Pandemic-related shifts in how people shop, sending more people into cyberspace than a physical space, means central banks must speed up work on creating their own digital currencies, says a top Bank of Canada official.
The coronavirus has meant more people are shopping online, and foot traffic for brick-and-mortar storefronts hasn’t caught up to pre-pandemic levels for many small and medium-sized businesses.
Bank of Canada deputy governor Timothy Lane said that shift in spending habits coupled with the speed of technological developments has narrowed the window to deliver a digital currency issued by the central bank.
“This is all looking a lot more urgent because of the speed with which technology is evolving and particularly, I think, with COVID we’ve seen an acceleration of the shift of activities online,” Lane said during the webinar.
“That suggests that if we want to be ready to develop any kind of digital central bank product, we need to move faster than we thought was going to be necessary.”
The comments from an online panel on Wednesday are a shift from late February, just before the pandemic struck, when Lane suggested the timeline to create a digital currency was long.
He suggested on Wednesday that many central banks still believe there isn’t a compelling case for them to immediately issue a central bank-backed digital currency, but circumstances are changing rapidly.
Just this week, the Financial Stability Board, an international group that counts the Bank of Canada and the federal Finance Department as members, issued recommendations on how authorities should regulate “stablecoins” backed by currency holdings.
“The world is changing so quickly that if we want to have something that’s actually viable, and could be launched in a suitable timeframe, we need to be moving pretty quickly and deliberately to develop something,” Lane said during the panel hosted by the Reinventing Bretton Woods Committee and the Chamber of Digital Commerce.
The Bank of Canada has started work on its own digital currency should others become widely used in Canada and erode the central bank’s ability to manage monetary policy, but earlier this year officials believed they had a long timeline to create one before the Canadian dollar wasn’t used for most transactions.
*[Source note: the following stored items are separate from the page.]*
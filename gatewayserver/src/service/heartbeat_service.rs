//! 하트비트 서비스
//!
//! 주기적으로 세션 테이블을 훑어 마지막 트래픽이 타임아웃보다 오래된 세션을 강제로 닫습니다.
//! 핑뿐 아니라 정상 처리된 모든 프레임이 하트비트를 갱신합니다.

use anyhow::{bail, Result};
use serde::Serialize;
use shared::tool::CurrentTime;
use std::sync::Arc;
use tokio::sync::Mutex;
use tokio::time::{interval, Duration, Instant, MissedTickBehavior};
use tracing::{debug, info, warn};

use crate::service::ConnectionService;

/// 하트비트 서비스
pub struct HeartbeatService {
    connection_service: Arc<ConnectionService>,
    is_running: Arc<Mutex<bool>>,
    cleanup_handle: Arc<Mutex<Option<tokio::task::JoinHandle<()>>>>,
    sweep_interval: Duration,
    connection_timeout: Duration,
    heartbeat_stats: Arc<Mutex<HeartbeatStats>>,
}

/// 하트비트 통계
#[derive(Debug, Clone, Default, Serialize)]
pub struct HeartbeatStats {
    pub sweeps: u64,
    pub timeout_cleanups: u64,
    /// 마지막 정리 실행 시각 (Unix timestamp)
    pub last_sweep_timestamp: Option<i64>,
    /// 마지막으로 타임아웃 세션을 실제로 닫은 시각 (Unix timestamp)
    pub last_eviction_timestamp: Option<i64>,
    pub active_connections: usize,
}

impl HeartbeatStats {
    fn record_sweep(&mut self, cleaned: usize, active: usize) {
        let now = CurrentTime::now_secs();
        self.sweeps += 1;
        self.active_connections = active;
        self.last_sweep_timestamp = Some(now);
        if cleaned > 0 {
            self.timeout_cleanups += cleaned as u64;
            self.last_eviction_timestamp = Some(now);
        }
    }
}

impl HeartbeatService {
    /// 새로운 하트비트 서비스 생성
    ///
    /// `connection_timeout`은 `sweep_interval`의 2배 이상이어야 합니다.
    pub fn new(
        connection_service: Arc<ConnectionService>,
        sweep_interval: Duration,
        connection_timeout: Duration,
    ) -> Result<Self> {
        if sweep_interval.is_zero() {
            bail!("하트비트 주기는 0일 수 없습니다");
        }
        if connection_timeout < sweep_interval * 2 {
            bail!(
                "하트비트 타임아웃({:?})은 주기({:?})의 2배 이상이어야 합니다",
                connection_timeout,
                sweep_interval
            );
        }

        Ok(Self {
            connection_service,
            is_running: Arc::new(Mutex::new(false)),
            cleanup_handle: Arc::new(Mutex::new(None)),
            sweep_interval,
            connection_timeout,
            heartbeat_stats: Arc::new(Mutex::new(HeartbeatStats::default())),
        })
    }

    /// 기본 설정으로 생성 (30초 주기, 60초 타임아웃)
    pub fn with_default_config(connection_service: Arc<ConnectionService>) -> Self {
        Self {
            connection_service,
            is_running: Arc::new(Mutex::new(false)),
            cleanup_handle: Arc::new(Mutex::new(None)),
            sweep_interval: Duration::from_secs(30),
            connection_timeout: Duration::from_secs(60),
            heartbeat_stats: Arc::new(Mutex::new(HeartbeatStats::default())),
        }
    }

    /// 하트비트 시스템 시작
    pub async fn start(&self) -> Result<()> {
        let mut is_running = self.is_running.lock().await;

        if *is_running {
            warn!("하트비트 시스템이 이미 실행 중입니다");
            return Ok(());
        }

        *is_running = true;
        drop(is_running);

        info!(
            "🔄 하트비트 시스템 시작 ({:?} 간격, {:?} 타임아웃)",
            self.sweep_interval, self.connection_timeout
        );

        let connection_service = self.connection_service.clone();
        let stats_ref = self.heartbeat_stats.clone();
        let sweep_interval = self.sweep_interval;
        let timeout = self.connection_timeout;

        let handle = tokio::spawn(async move {
            let mut ticker = interval(sweep_interval);
            ticker.set_missed_tick_behavior(MissedTickBehavior::Delay);
            // 첫 틱은 즉시 완료되므로 건너뜁니다
            ticker.tick().await;

            loop {
                ticker.tick().await;

                let started = Instant::now();
                let cleaned = connection_service.cleanup_timeout_connections(timeout);
                let active = connection_service.get_connection_count();
                stats_ref.lock().await.record_sweep(cleaned, active);

                if cleaned > 0 {
                    info!(
                        "하트비트 타임아웃 연결 정리: {}개 (활성: {}개, {:?})",
                        cleaned,
                        active,
                        started.elapsed()
                    );
                } else if active > 0 {
                    debug!("하트비트 체크 완료 - 활성 연결: {}개", active);
                }
            }
        });

        *self.cleanup_handle.lock().await = Some(handle);

        Ok(())
    }

    /// 하트비트 시스템 중지
    pub async fn stop(&self) -> Result<()> {
        let mut is_running = self.is_running.lock().await;

        if !*is_running {
            warn!("하트비트 시스템이 이미 중지되어 있습니다");
            return Ok(());
        }

        *is_running = false;
        drop(is_running);

        if let Some(handle) = self.cleanup_handle.lock().await.take() {
            handle.abort();
            debug!("하트비트 정리 작업 핸들 종료됨");
        }

        info!("✅ 하트비트 시스템 중지 완료");
        Ok(())
    }

    /// 하트비트 시스템 실행 상태 확인
    pub async fn is_running(&self) -> bool {
        *self.is_running.lock().await
    }

    /// 수동으로 타임아웃된 연결 정리
    pub async fn cleanup_now(&self) -> usize {
        let cleaned = self
            .connection_service
            .cleanup_timeout_connections(self.connection_timeout);
        let active = self.connection_service.get_connection_count();
        self.heartbeat_stats.lock().await.record_sweep(cleaned, active);

        if cleaned > 0 {
            info!("수동 하트비트 정리: {}개 연결 해제", cleaned);
        } else {
            debug!("정리할 타임아웃 연결이 없습니다");
        }

        cleaned
    }

    /// 하트비트 통계 조회
    pub async fn get_heartbeat_stats(&self) -> HeartbeatStats {
        self.heartbeat_stats.lock().await.clone()
    }

    /// (주기, 타임아웃)
    pub fn get_config(&self) -> (Duration, Duration) {
        (self.sweep_interval, self.connection_timeout)
    }
}
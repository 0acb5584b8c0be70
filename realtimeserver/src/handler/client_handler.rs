//! 대시보드 클라이언트 메시지 핸들러
//!
//! 텍스트 메시지 하나를 받아 응답 메시지 하나를 만듭니다. 처리 중 에러는
//! `error` 메시지로 바뀌고 연결은 유지됩니다.

use shared::DeviceControl;
use std::sync::Arc;
use tracing::{info, warn};
use uuid::Uuid;

use crate::error::{RealtimeError, RealtimeResult};
use crate::protocol::{ClientMessage, ServerMessage};
use crate::service::{AuthService, SubscriptionBroadcaster};

pub struct ClientHandler {
    broadcaster: Arc<SubscriptionBroadcaster>,
    auth: AuthService,
    control: Arc<dyn DeviceControl>,
}

impl ClientHandler {
    pub fn new(
        broadcaster: Arc<SubscriptionBroadcaster>,
        auth: AuthService,
        control: Arc<dyn DeviceControl>,
    ) -> Self {
        Self {
            broadcaster,
            auth,
            control,
        }
    }

    /// 텍스트 메시지 처리
    pub async fn handle_text(&self, subscriber_id: Uuid, text: &str) -> ServerMessage {
        let result = match serde_json::from_str::<ClientMessage>(text) {
            Ok(message) => self.handle_message(subscriber_id, message).await,
            Err(e) => Err(RealtimeError::InvalidMessage(e.to_string())),
        };

        result.unwrap_or_else(|e| {
            warn!("구독자 {} 요청 실패: {}", subscriber_id, e);
            ServerMessage::error(e.to_string())
        })
    }

    async fn handle_message(
        &self,
        subscriber_id: Uuid,
        message: ClientMessage,
    ) -> RealtimeResult<ServerMessage> {
        match message {
            ClientMessage::Authenticate { token } => {
                let user_id = self.auth.verify(&token)?;
                self.broadcaster.set_user(subscriber_id, &user_id)?;
                info!("구독자 {} 인증 완료: {}", subscriber_id, user_id);
                Ok(ServerMessage::Authenticated { user_id })
            }
            ClientMessage::Subscribe { device_id } => {
                require_device_id(&device_id)?;
                self.broadcaster.subscribe(subscriber_id, &device_id)?;
                Ok(ServerMessage::Subscribed { device_id })
            }
            ClientMessage::Unsubscribe { device_id } => {
                require_device_id(&device_id)?;
                self.broadcaster.unsubscribe(subscriber_id, &device_id)?;
                Ok(ServerMessage::Unsubscribed { device_id })
            }
            ClientMessage::GetDeviceStatus { device_id } => {
                require_device_id(&device_id)?;
                Ok(ServerMessage::DeviceStatus(
                    self.control.device_status(&device_id),
                ))
            }
            ClientMessage::VirtualWrite {
                device_id,
                pin,
                value,
            } => {
                let user_id = self
                    .broadcaster
                    .user_id(subscriber_id)
                    .ok_or(RealtimeError::NotAuthenticated)?;
                require_device_id(&device_id)?;

                let state = self.control.virtual_write(&device_id, pin, &value).await?;
                info!(
                    "대시보드 쓰기: {} → {} V{}={}",
                    user_id, device_id, pin, state.value
                );
                Ok(ServerMessage::VirtualWriteAck {
                    device_id,
                    pin: state.pin_number,
                    value: state.value,
                })
            }
        }
    }
}

fn require_device_id(device_id: &str) -> RealtimeResult<()> {
    if device_id.trim().is_empty() {
        return Err(RealtimeError::InvalidMessage("deviceId가 비어 있습니다".into()));
    }
    Ok(())
}
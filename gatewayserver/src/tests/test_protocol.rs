//! 프로토콜 테스트
//!
//! 프레임 코덱 스트림 디코딩과 명령 파서 전략 순서 테스트

use bytes::{Bytes, BytesMut};

use crate::protocol::{
    parse_device_info, parse_hardware_command, CommandType, Frame, FrameCodec, HardwareCommand,
    ParseStrategy, StatusCode,
};
use crate::tool::error::GatewayError;

/// 인코딩한 프레임을 그대로 디코딩
#[test]
fn test_frame_round_trip() {
    let codec = FrameCodec::default();
    let cases: Vec<(u8, u16, Bytes)> = vec![
        (CommandType::Hardware.as_u8(), 1, Bytes::from_static(b"vw\x005\x00100")),
        (CommandType::Login.as_u8(), u16::MAX, Bytes::from_static(b"token")),
        (CommandType::Ping.as_u8(), 42, Bytes::new()),
    ];

    for (command, message_id, body) in cases {
        let frame = Frame::with_body(command, message_id, body.clone());
        let mut buf = BytesMut::from(&frame.to_bytes().expect("Test assertion failed")[..]);

        let decoded = codec
            .decode(&mut buf)
            .expect("Test assertion failed")
            .expect("frame must be complete");
        assert_eq!(decoded.command, command);
        assert_eq!(decoded.message_id, message_id);
        assert_eq!(decoded.body(), &body[..]);
        assert!(buf.is_empty(), "소비된 바이트는 버퍼에서 제거되어야 함");
    }

    println!("✅ 프레임 왕복 테스트 통과");
}

/// 한 바이트씩 도착해도 정확히 한 프레임
#[test]
fn test_partial_frame_accumulation() {
    let codec = FrameCodec::default();
    let frame = Frame::with_body(CommandType::Hardware.as_u8(), 7, &b"vw\x009\x00512"[..]);
    let bytes = frame.to_bytes().expect("Test assertion failed");

    let mut buf = BytesMut::new();
    let mut decoded = Vec::new();
    for chunk in bytes.chunks(1) {
        buf.extend_from_slice(chunk);
        decoded.extend(codec.decode_all(&mut buf).expect("Test assertion failed"));
    }

    assert_eq!(decoded, vec![frame]);
    assert!(buf.is_empty());

    println!("✅ 부분 프레임 누적 테스트 통과");
}

/// 여러 프레임이 한 번에 도착 (마지막은 미완성)
#[test]
fn test_coalesced_frames_keep_incomplete_tail() {
    let codec = FrameCodec::default();
    let first = Frame::with_body(CommandType::Ping.as_u8(), 1, Bytes::new());
    let second = Frame::with_body(CommandType::Hardware.as_u8(), 2, &b"vr\x005"[..]);
    let third = Frame::with_body(CommandType::Hardware.as_u8(), 3, &b"vw\x001\x00on"[..]);

    let mut buf = BytesMut::new();
    first.encode(&mut buf).expect("Test assertion failed");
    second.encode(&mut buf).expect("Test assertion failed");
    let third_bytes = third.to_bytes().expect("Test assertion failed");
    buf.extend_from_slice(&third_bytes[..6]);

    let frames = codec.decode_all(&mut buf).expect("Test assertion failed");
    assert_eq!(frames, vec![first, second]);
    assert_eq!(&buf[..], &third_bytes[..6], "미완성 프레임 바이트는 보존되어야 함");

    buf.extend_from_slice(&third_bytes[6..]);
    let frames = codec.decode_all(&mut buf).expect("Test assertion failed");
    assert_eq!(frames, vec![third]);

    println!("✅ 병합 프레임 테스트 통과");
}

/// 수신한 RESPONSE 프레임은 바디가 없음
#[test]
fn test_inbound_response_has_no_body() {
    let codec = FrameCodec::default();
    let ack = Frame::status(9, StatusCode::Success);
    let ping = Frame::with_body(CommandType::Ping.as_u8(), 10, Bytes::new());

    let mut buf = BytesMut::new();
    ack.encode(&mut buf).expect("Test assertion failed");
    ping.encode(&mut buf).expect("Test assertion failed");

    let frames = codec.decode_all(&mut buf).expect("Test assertion failed");
    assert_eq!(frames.len(), 2);
    assert_eq!(frames[0].status_code(), Some(200));
    assert_eq!(frames[1], ping);
}

/// 허용치를 넘는 길이 선언
#[test]
fn test_frame_too_large() {
    let codec = FrameCodec::new(16);
    let frame = Frame::with_body(CommandType::Hardware.as_u8(), 1, vec![b'x'; 17]);
    let mut buf = BytesMut::from(&frame.to_bytes().expect("Test assertion failed")[..]);

    assert!(matches!(
        codec.decode(&mut buf),
        Err(GatewayError::FrameTooLarge { size: 17, max: 16 })
    ));
}

/// null 구분 전략이 가장 먼저 적용됨
#[test]
fn test_parser_precedence_null_separated() {
    let (command, strategy) =
        parse_hardware_command(b"vw\x009\x00512").expect("Test assertion failed");
    assert_eq!(strategy, ParseStrategy::NullSeparated);
    assert_eq!(
        command,
        HardwareCommand::VirtualWrite {
            pin: 9,
            value: "512".to_string()
        }
    );

    // 값 안의 공백은 그대로 유지
    let (command, strategy) =
        parse_hardware_command(b"vw\x001\x00hello world").expect("Test assertion failed");
    assert_eq!(strategy, ParseStrategy::NullSeparated);
    assert_eq!(
        command,
        HardwareCommand::VirtualWrite {
            pin: 1,
            value: "hello world".to_string()
        }
    );

    println!("✅ 파서 우선순위 테스트 통과");
}

/// 공백/쉼표 구분 대체 전략
#[test]
fn test_parser_delimited_fallback() {
    for body in [&b"vw 5 100"[..], b"vw,5,100", b"VW 5, 100", b"vw V5 100\r\n"] {
        let (command, strategy) = parse_hardware_command(body).expect("Test assertion failed");
        assert_eq!(strategy, ParseStrategy::Delimited);
        assert_eq!(
            command,
            HardwareCommand::VirtualWrite {
                pin: 5,
                value: "100".to_string()
            }
        );
    }

    let (command, _) = parse_hardware_command(b"vr 12").expect("Test assertion failed");
    assert_eq!(command, HardwareCommand::VirtualRead { pin: 12 });

    let (command, _) = parse_hardware_command(b"dw 13 1").expect("Test assertion failed");
    assert_eq!(command, HardwareCommand::DigitalWrite { pin: 13, value: 1 });
}

/// 붙여쓰기 전략 (손실 가능)
#[test]
fn test_parser_compact_fallback() {
    let (command, strategy) = parse_hardware_command(b"vr5").expect("Test assertion failed");
    assert_eq!(strategy, ParseStrategy::Compact);
    assert_eq!(command, HardwareCommand::VirtualRead { pin: 5 });

    let (command, strategy) = parse_hardware_command(b"vw3on").expect("Test assertion failed");
    assert_eq!(strategy, ParseStrategy::Compact);
    assert_eq!(
        command,
        HardwareCommand::VirtualWrite {
            pin: 3,
            value: "on".to_string()
        }
    );

    // 숫자 값은 핀과 구분할 수 없어 전부 핀으로 읽히고 값이 없으므로 실패
    assert!(parse_hardware_command(b"vw5100").is_err());
}

/// 해석 불가 바디
#[test]
fn test_parser_unparseable() {
    for body in [&b""[..], b"xx\x001\x002", b"vw", b"dw\x0013\x00high", b"vr\x00pin"] {
        assert!(
            matches!(
                parse_hardware_command(body),
                Err(GatewayError::UnparseableCommand(_))
            ),
            "{:?}는 해석되면 안 됨",
            body
        );
    }
}

/// 디바이스 정보 key/value 파싱 (모르는 키 보존)
#[test]
fn test_parse_device_info() {
    let body = b"fw\x000.9.1\x00h-beat\x0010\x00buff-in\x00256\x00dev\x00ESP32\x00tmpl\x00TMPL01\x00build\x00Oct 19 2026\x00ota\x001\x00";
    let info = parse_device_info(body);

    assert_eq!(info.firmware_version.as_deref(), Some("0.9.1"));
    assert_eq!(info.heartbeat_interval, Some(10));
    assert_eq!(info.buffer_size, Some(256));
    assert_eq!(info.device_model.as_deref(), Some("ESP32"));
    assert_eq!(info.template_id.as_deref(), Some("TMPL01"));
    assert_eq!(info.build_id.as_deref(), Some("Oct 19 2026"));
    assert_eq!(info.extra.get("ota").map(String::as_str), Some("1"));

    let info = parse_device_info(b"h-beat\x00soon");
    assert_eq!(info.heartbeat_interval, None);
    assert_eq!(info.extra.get("h-beat").map(String::as_str), Some("soon"));
}
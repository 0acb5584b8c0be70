//! 연결 서비스
//!
//! 디바이스 소켓 세션 테이블, 세션별 송신 채널, 연결 통계를 관리합니다.
//! 세션 종료는 멱등입니다: 테이블에서 먼저 꺼낸 쪽만 레지스트리 제거를 수행하므로
//! 하트비트 타임아웃과 소켓 종료가 동시에 일어나도 연결 해제 이벤트는 한 번만 발행됩니다.

use dashmap::DashMap;
use serde::Serialize;
use shared::DisconnectReason;
use std::sync::atomic::{AtomicBool, AtomicU64, Ordering};
use std::sync::Arc;
use tokio::sync::{mpsc, Notify};
use tokio::time::{Duration, Instant};
use tracing::{debug, info, warn};

use crate::protocol::Frame;
use crate::service::device_registry::DeviceRegistry;
use crate::tool::error::{GatewayError, GatewayResult};

/// 세션으로 프레임을 보내거나 세션을 닫는 핸들
#[derive(Debug, Clone)]
pub struct SessionLink {
    session_id: u64,
    outbound: mpsc::Sender<Frame>,
    close: Arc<Notify>,
    closed: Arc<AtomicBool>,
}

impl SessionLink {
    pub fn new(session_id: u64, outbound: mpsc::Sender<Frame>) -> Self {
        Self {
            session_id,
            outbound,
            close: Arc::new(Notify::new()),
            closed: Arc::new(AtomicBool::new(false)),
        }
    }

    pub fn session_id(&self) -> u64 {
        self.session_id
    }

    /// 세션 송신 큐에 프레임 추가
    pub async fn send(&self, frame: Frame) -> GatewayResult<()> {
        self.outbound.send(frame).await.map_err(|_| {
            GatewayError::Io(std::io::Error::new(
                std::io::ErrorKind::BrokenPipe,
                format!("세션 {} 송신 채널이 닫혔습니다", self.session_id),
            ))
        })
    }

    /// 세션 종료 요청. 읽기 루프가 대기 중이 아니어도 다음 대기에서 바로 깨어납니다.
    pub fn close(&self) {
        if !self.closed.swap(true, Ordering::SeqCst) {
            self.close.notify_one();
        }
    }

    pub fn is_closed(&self) -> bool {
        self.closed.load(Ordering::SeqCst)
    }

    /// 종료 요청 대기
    pub async fn closed(&self) {
        if self.is_closed() {
            return;
        }
        self.close.notified().await;
    }
}

/// 세션 테이블 엔트리
#[derive(Debug, Clone)]
pub struct SessionEntry {
    pub addr: String,
    /// 인증된 경우 디바이스 토큰
    pub token: Option<String>,
    pub last_heartbeat: Instant,
    pub connected_at: Instant,
    pub link: SessionLink,
}

/// 연결 통계
#[derive(Debug, Default)]
pub struct ConnectionStats {
    total_connections: AtomicU64,
    current_connections: AtomicU64,
    peak_connections: AtomicU64,
    total_frames: AtomicU64,
    failed_logins: AtomicU64,
    timeout_disconnections: AtomicU64,
}

/// 연결 통계 스냅샷
#[derive(Debug, Clone, Copy, Default, PartialEq, Eq, Serialize)]
pub struct ConnectionStatsSnapshot {
    pub total_connections: u64,
    pub current_connections: u64,
    pub peak_connections: u64,
    pub total_frames: u64,
    pub failed_logins: u64,
    pub timeout_disconnections: u64,
}

/// 연결 서비스
pub struct ConnectionService {
    sessions: DashMap<u64, SessionEntry>,
    next_session_id: AtomicU64,
    registry: Arc<DeviceRegistry>,
    max_connections: usize,
    stats: ConnectionStats,
}

impl ConnectionService {
    /// 새로운 연결 서비스 생성
    pub fn new(registry: Arc<DeviceRegistry>, max_connections: usize) -> Self {
        Self {
            sessions: DashMap::new(),
            next_session_id: AtomicU64::new(1),
            registry,
            max_connections,
            stats: ConnectionStats::default(),
        }
    }

    pub fn registry(&self) -> &Arc<DeviceRegistry> {
        &self.registry
    }

    /// 새 세션 등록
    pub fn open_session(
        &self,
        addr: String,
        outbound: mpsc::Sender<Frame>,
    ) -> GatewayResult<SessionLink> {
        let current = self.sessions.len();
        if current >= self.max_connections {
            warn!("최대 연결 수 초과: {}/{} ({})", current, self.max_connections, addr);
            return Err(GatewayError::TooManyConnections(self.max_connections));
        }

        let session_id = self.next_session_id.fetch_add(1, Ordering::Relaxed);
        let link = SessionLink::new(session_id, outbound);
        let now = Instant::now();
        self.sessions.insert(
            session_id,
            SessionEntry {
                addr: addr.clone(),
                token: None,
                last_heartbeat: now,
                connected_at: now,
                link: link.clone(),
            },
        );

        self.stats.total_connections.fetch_add(1, Ordering::Relaxed);
        let current = self.stats.current_connections.fetch_add(1, Ordering::Relaxed) + 1;
        self.stats.peak_connections.fetch_max(current, Ordering::Relaxed);

        debug!("세션 {} 열림 ({})", session_id, addr);
        Ok(link)
    }

    /// 하트비트 갱신
    pub fn touch(&self, session_id: u64) {
        if let Some(mut entry) = self.sessions.get_mut(&session_id) {
            entry.last_heartbeat = Instant::now();
        }
    }

    /// 세션을 인증 상태로 전환
    pub fn mark_authenticated(&self, session_id: u64, token: &str) -> bool {
        match self.sessions.get_mut(&session_id) {
            Some(mut entry) => {
                entry.token = Some(token.to_string());
                entry.last_heartbeat = Instant::now();
                true
            }
            None => false,
        }
    }

    pub fn session_token(&self, session_id: u64) -> Option<String> {
        self.sessions
            .get(&session_id)
            .and_then(|entry| entry.token.clone())
    }

    pub fn link(&self, session_id: u64) -> Option<SessionLink> {
        self.sessions.get(&session_id).map(|entry| entry.link.clone())
    }

    pub fn record_frame(&self) {
        self.stats.total_frames.fetch_add(1, Ordering::Relaxed);
    }

    pub fn record_failed_login(&self) {
        self.stats.failed_logins.fetch_add(1, Ordering::Relaxed);
    }

    /// 세션 종료 (멱등)
    ///
    /// 인증된 세션이었다면 레지스트리에서도 제거합니다. 이미 종료된 세션이면 `false`.
    pub fn close_session(&self, session_id: u64, reason: DisconnectReason) -> bool {
        let Some((_, entry)) = self.sessions.remove(&session_id) else {
            return false;
        };

        entry.link.close();
        self.stats.current_connections.fetch_sub(1, Ordering::Relaxed);
        if reason == DisconnectReason::HeartbeatTimeout {
            self.stats
                .timeout_disconnections
                .fetch_add(1, Ordering::Relaxed);
        }

        if let Some(token) = entry.token {
            self.registry.remove(&token, session_id, reason);
        }

        info!(
            "세션 {} 종료 ({}, {:?}, 연결 유지 {:?})",
            session_id,
            entry.addr,
            reason,
            entry.connected_at.elapsed()
        );
        true
    }

    /// `timeout`보다 오래 트래픽이 없는 세션을 정리합니다.
    pub fn cleanup_timeout_connections(&self, timeout: Duration) -> usize {
        let expired: Vec<u64> = self
            .sessions
            .iter()
            .filter(|entry| entry.last_heartbeat.elapsed() > timeout)
            .map(|entry| *entry.key())
            .collect();

        expired
            .into_iter()
            .filter(|id| self.close_session(*id, DisconnectReason::HeartbeatTimeout))
            .count()
    }

    /// 현재 연결 수
    pub fn get_connection_count(&self) -> usize {
        self.sessions.len()
    }

    pub fn get_connection_stats(&self) -> ConnectionStatsSnapshot {
        ConnectionStatsSnapshot {
            total_connections: self.stats.total_connections.load(Ordering::Relaxed),
            current_connections: self.stats.current_connections.load(Ordering::Relaxed),
            peak_connections: self.stats.peak_connections.load(Ordering::Relaxed),
            total_frames: self.stats.total_frames.load(Ordering::Relaxed),
            failed_logins: self.stats.failed_logins.load(Ordering::Relaxed),
            timeout_disconnections: self.stats.timeout_disconnections.load(Ordering::Relaxed),
        }
    }

    /// 모든 연결 종료 (서버 종료 시)
    pub fn close_all_connections(&self) -> usize {
        let ids: Vec<u64> = self.sessions.iter().map(|entry| *entry.key()).collect();
        let closed = ids
            .into_iter()
            .filter(|id| self.close_session(*id, DisconnectReason::Shutdown))
            .count();

        info!("모든 연결 종료: {}개", closed);
        closed
    }
}
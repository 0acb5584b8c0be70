//! 디바이스 바이너리 프로토콜
//!
//! 필드에 배포된 하드웨어와 주고받는 5바이트 헤더 프레임 포맷을 정의합니다.
//!
//! # 프레임 구조 (빅엔디언)
//!
//! ```text
//! [명령 타입: u8][메시지 ID: u16][바디 길이: u16][바디: 바디 길이 바이트]
//! ```
//!
//! 바디가 없는 응답(RESPONSE) 프레임은 길이 필드에 상태 코드를 싣고 실제 바디는 0바이트입니다.
//! 와이어 호환을 위해 이 동작을 그대로 유지해야 합니다.
//!
//! # 모듈 구조
//!
//! - **codes**: 명령 타입 / 상태 코드 상수
//! - **frame**: 프레임 인코딩 / 스트림 디코딩
//! - **command**: 하드웨어 명령 바디 파서 (다중 전략)

pub mod codes;
pub mod command;
pub mod frame;

pub use codes::{CommandType, StatusCode};
pub use command::{
    encode_virtual_write, parse_device_info, parse_hardware_command, HardwareCommand,
    ParseStrategy,
};
pub use frame::{Frame, FrameCodec, FramePayload, HEADER_LEN};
The work builds on six-plus years of research into the growth of volatile digital currencies like Bitcoin and stablecoins that maintain a stable value, as the name implies. Among the new batch of stablecoins getting attention is Facebook’s Libra, which Lane is scheduled to address during a panel appearance Thursday.
As it stands, the Bank of Canada can design, issue and distribute the bills Canadians hand over when buying a cup of coffee, but it doesn’t have the legislative authority from Parliament to offer a digital currency.
But over the course of the pandemic, the central bank has watched as some businesses have stopped accepting cash over health concerns, much to the Bank of Canada’s dismay.
If cash stops being widely accepted, there will be people excluded from the economy, Lane said Wednesday, such as disadvantaged people who pay with paper and not plastic. There are also wider privacy issues that need to addressed with a digital currency, he said, not to mention cross-border concerns.
“If one country introduces a central bank digital currency, then that immediately creates the potential for other countries to be affected . . . and that can create a whole other set of issues.”
Lane said the bank would have to hold widespread consultations to understand what Canadians would want in a digital currency before the central bank could issue one.